> Activity
Reproduce exactly the lines below, starting with the line that contains "MediaError::YtDlpNotFound" and ending with the last line of the records, both included, and nothing else.

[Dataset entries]
+ + + + +
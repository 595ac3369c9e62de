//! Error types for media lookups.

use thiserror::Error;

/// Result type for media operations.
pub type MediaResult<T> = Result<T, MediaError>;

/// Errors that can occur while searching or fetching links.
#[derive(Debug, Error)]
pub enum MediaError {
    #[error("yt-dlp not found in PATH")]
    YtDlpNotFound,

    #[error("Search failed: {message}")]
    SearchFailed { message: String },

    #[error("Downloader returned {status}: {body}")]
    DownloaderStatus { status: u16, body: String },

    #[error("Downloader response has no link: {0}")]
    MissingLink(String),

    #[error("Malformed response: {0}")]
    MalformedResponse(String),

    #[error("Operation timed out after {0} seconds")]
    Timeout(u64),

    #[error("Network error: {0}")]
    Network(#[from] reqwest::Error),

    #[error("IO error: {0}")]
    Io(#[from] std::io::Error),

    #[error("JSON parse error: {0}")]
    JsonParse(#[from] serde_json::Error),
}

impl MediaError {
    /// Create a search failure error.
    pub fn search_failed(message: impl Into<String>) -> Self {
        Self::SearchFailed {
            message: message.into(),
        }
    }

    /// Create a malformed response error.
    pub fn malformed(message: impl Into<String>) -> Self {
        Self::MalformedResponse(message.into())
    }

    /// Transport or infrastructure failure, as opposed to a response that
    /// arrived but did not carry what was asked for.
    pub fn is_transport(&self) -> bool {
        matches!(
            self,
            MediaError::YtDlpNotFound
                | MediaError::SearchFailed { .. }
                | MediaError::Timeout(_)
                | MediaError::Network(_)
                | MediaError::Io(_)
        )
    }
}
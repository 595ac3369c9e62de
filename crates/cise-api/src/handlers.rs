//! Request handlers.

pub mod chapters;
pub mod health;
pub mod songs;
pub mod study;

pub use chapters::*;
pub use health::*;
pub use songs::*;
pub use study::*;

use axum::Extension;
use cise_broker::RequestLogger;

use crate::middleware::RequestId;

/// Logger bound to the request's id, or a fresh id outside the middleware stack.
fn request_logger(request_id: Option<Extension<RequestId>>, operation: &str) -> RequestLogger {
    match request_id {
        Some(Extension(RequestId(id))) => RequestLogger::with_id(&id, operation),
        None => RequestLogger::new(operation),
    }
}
+ + + + +
> Finished exercise
            MediaError::YtDlpNotFound
                | MediaError::SearchFailed { .. }
                | MediaError::Timeout(_)
                | MediaError::Network(_)
                | MediaError::Io(_)
        )
    }
}
repository 595ac3369c9e62de
filename crates/cise-api/src/handlers.rs
//! Request handlers.

pub mod chapters;
pub mod health;
pub mod songs;
pub mod study;

pub use chapters::*;
pub use health::*;
pub use songs::*;
pub use study::*;

use axum::Extension;
use cise_broker::RequestLogger;

use crate::middleware::RequestId;

/// Logger bound to the request's id, or a fresh id outside the middleware stack.
fn request_logger(request_id: Option<Extension<RequestId>>, operation: &str) -> RequestLogger {
    match request_id {
        Some(Extension(RequestId(id))) => RequestLogger::with_id(&id, operation),
        None => RequestLogger::new(operation),
    }
}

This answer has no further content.